Wednesday, March 31, 2010

In Which I Explore Chapter Titles

Revising a manuscript is like repairing dry rot from the hull of a boat. The deeper you dig, the more you find that needs work

For example, chapters. I am a notoriously fast reader (not just famous; I'm INfamous) and many times will not even consciously notice that I've crossed into a new chapter. This may explain why only now am I realizing how many ways there are to signal a new chapter. (I don't mean a scene break, for which I usually employ two hard returns).

Chapter 1

Chapter 1
The Harrowing of Edward Deane

The Harrowing of Edward Deane

Chapter 1
Edward is chased; his flight through the forest; he comes to a strange place; what befell him there.

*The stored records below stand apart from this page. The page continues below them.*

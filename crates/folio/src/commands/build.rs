//! `folio build` command implementation.
//!
//! Runs the site steps in lifecycle order:
//! 1. Source nodes: scan content directories, assemble and publish navigation
//! 2. On node creation: derive slugs
//! 3. Create pages
//!
//! and writes `pages.json` and `navigation.json` to the output directory.

use std::fs;
use std::path::{Path, PathBuf};

use clap::Args;
use folio_config::{CliSettings, Config};
use folio_content::{
    ContentStore, FsScanner, PageTable, PublishedNode, RemoteRepo, ScanSummary, SourceRelativePath,
    SourceRoot,
};
use folio_site::{
    IdGenerator, NavigationAssembler, PageBuilder, PageStats, RandomIdGenerator,
    SequentialIdGenerator, derive_slugs, nav_data_node_id,
};

use crate::error::CliError;
use crate::output::Output;

/// Page table output filename.
const PAGES_FILE: &str = "pages.json";
/// Navigation data output filename.
const NAVIGATION_FILE: &str = "navigation.json";

/// Arguments for the build command.
#[derive(Args)]
pub(crate) struct BuildArgs {
    /// Output directory (default: .folio/build/).
    #[arg(short, long)]
    output_dir: Option<PathBuf>,

    /// Directory content source `dir` entries are resolved against (overrides config).
    #[arg(long)]
    content_root: Option<PathBuf>,

    /// Assign sequential navigation IDs (nav-1, nav-2, ...) instead of random ones.
    #[arg(long)]
    sequential_ids: bool,

    /// Path to configuration file (default: auto-discover folio.toml).
    #[arg(short, long)]
    config: Option<PathBuf>,

    /// Enable verbose output.
    #[arg(short, long)]
    pub(crate) verbose: bool,
}

/// Everything the build produced.
pub(crate) struct SiteBuild {
    pub(crate) scan: ScanSummary,
    pub(crate) slugs: usize,
    pub(crate) stats: PageStats,
    pub(crate) pages: PageTable,
    pub(crate) navigation: Option<PublishedNode>,
}

impl BuildArgs {
    pub(crate) fn execute(self) -> Result<(), CliError> {
        let output = Output::new();

        let cli_settings = CliSettings {
            output_dir: self.output_dir.clone(),
            content_root: self.content_root.clone(),
        };
        let config = Config::load(self.config.as_deref(), Some(&cli_settings))?;

        if let Some(path) = &config.config_path {
            output.step("Config", path.display());
        }
        output.step("Content", config.content_resolved.root.display());
        output.step("Output", config.output_dir.display());
        if config.content_sources.is_empty() {
            output.warning("No content sources configured");
        }

        let build = if self.sequential_ids {
            build_site(&config, SequentialIdGenerator::default())?
        } else {
            build_site(&config, RandomIdGenerator)?
        };

        write_outputs(&config.output_dir, &build)?;

        output.success(format_args!(
            "Built {} pages from {} documents ({} notebooks skipped) to {}",
            build.pages.len(),
            build.scan.files,
            build.stats.skipped,
            config.output_dir.display()
        ));
        Ok(())
    }
}

/// Map content-source rules to scanner roots.
fn source_roots(config: &Config) -> Vec<SourceRoot> {
    config
        .content_sources
        .rules()
        .iter()
        .map(|rule| SourceRoot {
            name: rule.instance_name().to_owned(),
            dir: config.content_resolved.root.join(rule.relative_dir()),
            remote: rule.remote.as_ref().map(|remote| RemoteRepo {
                url: remote.url.clone(),
                branch: remote.branch.clone(),
            }),
        })
        .collect()
}

/// Run the site steps against a fresh content store.
pub(crate) fn build_site<G: IdGenerator>(config: &Config, ids: G) -> Result<SiteBuild, CliError> {
    let mut store = ContentStore::new();

    let scan = FsScanner::new(source_roots(config)).scan(&mut store)?;
    NavigationAssembler::from_config(config, ids).source_nodes(&mut store)?;

    let slugs = derive_slugs(&mut store, &SourceRelativePath)?;

    let mut pages = PageTable::new();
    let stats = PageBuilder::from_config(config).create_pages(&store, &mut pages)?;

    Ok(SiteBuild {
        scan,
        slugs,
        stats,
        pages,
        navigation: store.published(&nav_data_node_id()).cloned(),
    })
}

/// Write the page table and navigation data as pretty-printed JSON.
fn write_outputs(output_dir: &Path, build: &SiteBuild) -> Result<(), CliError> {
    fs::create_dir_all(output_dir)?;
    fs::write(
        output_dir.join(PAGES_FILE),
        serde_json::to_string_pretty(&build.pages)?,
    )?;
    if let Some(navigation) = &build.navigation {
        fs::write(
            output_dir.join(NAVIGATION_FILE),
            serde_json::to_string_pretty(navigation)?,
        )?;
    }
    tracing::info!(
        dir = %output_dir.display(),
        pages = build.pages.len(),
        slugs = build.slugs,
        "Wrote build output"
    );
    Ok(())
}

#[cfg(test)]
mod tests {
    use pretty_assertions::assert_eq;

    use super::*;

    /// Lay out a small site and load its configuration.
    fn create_site(root: &Path) -> Config {
        fs::create_dir_all(root.join("config")).unwrap();
        fs::create_dir_all(root.join("docs/guide")).unwrap();
        fs::create_dir_all(root.join("guides/install")).unwrap();
        fs::create_dir_all(root.join("notebooks")).unwrap();

        fs::write(root.join("folio.toml"), "[build]\noutput_dir = \"public\"\n").unwrap();
        fs::write(
            root.join("config/content-sources.yaml"),
            "\
- dir: docs
  urlPrefix: /documentation
- dir: guides
  remote:
    url: https://github.com/example/guides.git
- dir: notebooks
",
        )
        .unwrap();
        fs::write(
            root.join("config/toc-sources.yaml"),
            "- config/toc.yaml\n- config/missing.yaml\n- guides/toc.yaml\n",
        )
        .unwrap();
        fs::write(
            root.join("config/toc.yaml"),
            "- title: Docs\n  links:\n    - title: Guide\n",
        )
        .unwrap();
        fs::write(root.join("guides/toc.yaml"), "- id: guides\n  title: Guides\n").unwrap();

        fs::write(root.join("docs/index.md"), "---\ntitle: Home\n---\n").unwrap();
        fs::write(root.join("docs/guide/README.md"), "# Guide").unwrap();
        fs::write(root.join("docs/guide/setup.md"), "# Setup").unwrap();
        fs::write(root.join("guides/install/config.md"), "# Config").unwrap();
        fs::write(root.join("notebooks/run.ipynb"), "{}").unwrap();

        Config::load(Some(&root.join("folio.toml")), None).unwrap()
    }

    #[test]
    fn test_source_roots_from_config() {
        let temp_dir = tempfile::tempdir().unwrap();
        let config = create_site(temp_dir.path());

        let roots = source_roots(&config);

        assert_eq!(roots.len(), 3);
        assert_eq!(roots[0].name, "docs");
        assert_eq!(roots[0].dir, temp_dir.path().join("docs"));
        assert!(roots[0].remote.is_none());
        assert_eq!(roots[1].name, "guides");
        assert_eq!(
            roots[1].remote.as_ref().unwrap().url,
            "https://github.com/example/guides.git"
        );
    }

    #[test]
    fn test_build_site_end_to_end() {
        let temp_dir = tempfile::tempdir().unwrap();
        let config = create_site(temp_dir.path());

        let build = build_site(&config, SequentialIdGenerator::default()).unwrap();

        assert_eq!(build.scan.files, 5);
        assert_eq!(build.slugs, 5);

        let mut paths: Vec<_> = build.pages.iter().map(|p| p.path.as_str()).collect();
        paths.sort_unstable();
        assert_eq!(
            paths,
            vec![
                "/",
                "/guide",
                "/guide/setup.md",
                "/run.ipynb",
                "guides/install/config.md",
            ]
        );

        let navigation = build.navigation.unwrap();
        let items = navigation.payload["navItems"].as_array().unwrap();
        assert_eq!(items.len(), 2);
        assert_eq!(items[0]["id"], "nav-1");
        assert_eq!(items[0]["links"][0]["id"], "nav-2");
        assert_eq!(items[1]["id"], "guides");
    }

    #[test]
    fn test_build_site_overlapping_sources() {
        let temp_dir = tempfile::tempdir().unwrap();
        let root = temp_dir.path();
        fs::create_dir_all(root.join("config")).unwrap();
        fs::create_dir_all(root.join("docs/api")).unwrap();
        fs::write(root.join("folio.toml"), "").unwrap();
        fs::write(
            root.join("config/content-sources.yaml"),
            "\
- dir: docs
  urlPrefix: /documentation
- dir: docs/api
  urlPrefix: /api
",
        )
        .unwrap();
        fs::write(root.join("docs/api/users.md"), "# Users").unwrap();
        let config = Config::load(Some(&root.join("folio.toml")), None).unwrap();

        let build = build_site(&config, SequentialIdGenerator::default()).unwrap();

        assert_eq!(build.scan.files, 1);
        let paths: Vec<_> = build.pages.iter().map(|p| p.path.as_str()).collect();
        assert_eq!(paths, vec!["/api/users.md"]);
        assert_eq!(
            build.pages.get("/api/users.md").unwrap().context.slug,
            "api/users"
        );
    }

    #[test]
    fn test_write_outputs() {
        let temp_dir = tempfile::tempdir().unwrap();
        let config = create_site(temp_dir.path());
        let build = build_site(&config, SequentialIdGenerator::default()).unwrap();

        write_outputs(&config.output_dir, &build).unwrap();

        let pages: serde_json::Value =
            serde_json::from_str(&fs::read_to_string(config.output_dir.join(PAGES_FILE)).unwrap())
                .unwrap();
        assert_eq!(pages["/guide/setup.md"]["context"]["slug"], "guide/setup");

        let navigation: serde_json::Value = serde_json::from_str(
            &fs::read_to_string(config.output_dir.join(NAVIGATION_FILE)).unwrap(),
        )
        .unwrap();
        assert_eq!(navigation["type"], "NavData");
        assert_eq!(navigation["id"], nav_data_node_id().as_str());
    }
}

Chapter One: In which Edward is chased through the forest.

Chapter 1
Twelve leagues he fled
the forest bare
His trail was red
His eyes they stared
from the Lost Book of the Sudmark

Okay, I KNOW it's doggerel. Point is, once I started playing around with chapter titles, it was as if I'd fallen down a long well with no bottom. I've settled on the simplest version:

Chapter 1
The Harrowing of Edward Deane.

Adding in fictional epigrams can always be done later. Which reminds me of my favorite, from Jerome K. Jerome's Three Men in a Boat,perhaps the funniest book I've ever read:

"I forget I am steering. Interesting result. Strange disappearance of Harris and a pie."


Kenneth said...

I vote for enigmatic one word chapter titles. Like "Apotheosis" and "Invictus". And as for epigraphs, you should use nothing but quotes from Charles Manson, Ted Bundy and other serial killers.

Sam said...

INfamous = MORE than famous (as in the infamous El Guapo)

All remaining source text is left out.